● **WHAT TO PRODUCE**
Search the data for "AddOnList". Each line containing it is to be copied.
____ EXTRACTED RECORDS
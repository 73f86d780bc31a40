use crate::model::appointment::AddOnDto;

/// Extra item attached to a service or appointment.
#[derive(Debug, Clone, PartialEq)]
pub struct AddOn {
    pub name: String,
    pub price: f64,
    /// Whether `price` is charged per unit of `quantity`.
    pub per_unit: bool,
    pub quantity: u32,
}

impl AddOn {
    pub fn from_entity(entity: entity::json::AddOn) -> Self {
        Self {
            name: entity.name,
            price: entity.price,
            per_unit: entity.per_unit,
            quantity: entity.quantity,
        }
    }

    pub fn into_entity(self) -> entity::json::AddOn {
        entity::json::AddOn {
            name: self.name,
            price: self.price,
            per_unit: self.per_unit,
            quantity: self.quantity,
        }
    }

    pub fn from_dto(dto: AddOnDto) -> Self {
        Self {
            name: dto.name,
            price: dto.price,
            per_unit: dto.per_unit,
            quantity: dto.quantity,
        }
    }

    pub fn into_dto(self) -> AddOnDto {
        AddOnDto {
            name: self.name,
            price: self.price,
            per_unit: self.per_unit,
            quantity: self.quantity,
        }
    }
}

/// Converts a stored add-on list into domain add-ons, preserving order.
pub fn add_ons_from_entity(list: entity::json::AddOnList) -> Vec<AddOn> {
    list.0.into_iter().map(AddOn::from_entity).collect()
}

/// Converts domain add-ons into the stored JSON list, preserving order.
pub fn add_ons_into_entity(add_ons: Vec<AddOn>) -> entity::json::AddOnList {
    entity::json::AddOnList(add_ons.into_iter().map(AddOn::into_entity).collect())
}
________
● **EXPECTED ANSWER**
pub fn add_ons_from_entity(list: entity::json::AddOnList) -> Vec<AddOn> {
pub fn add_ons_into_entity(add_ons: Vec<AddOn>) -> entity::json::AddOnList {
    entity::json::AddOnList(add_ons.into_iter().map(AddOn::into_entity).collect())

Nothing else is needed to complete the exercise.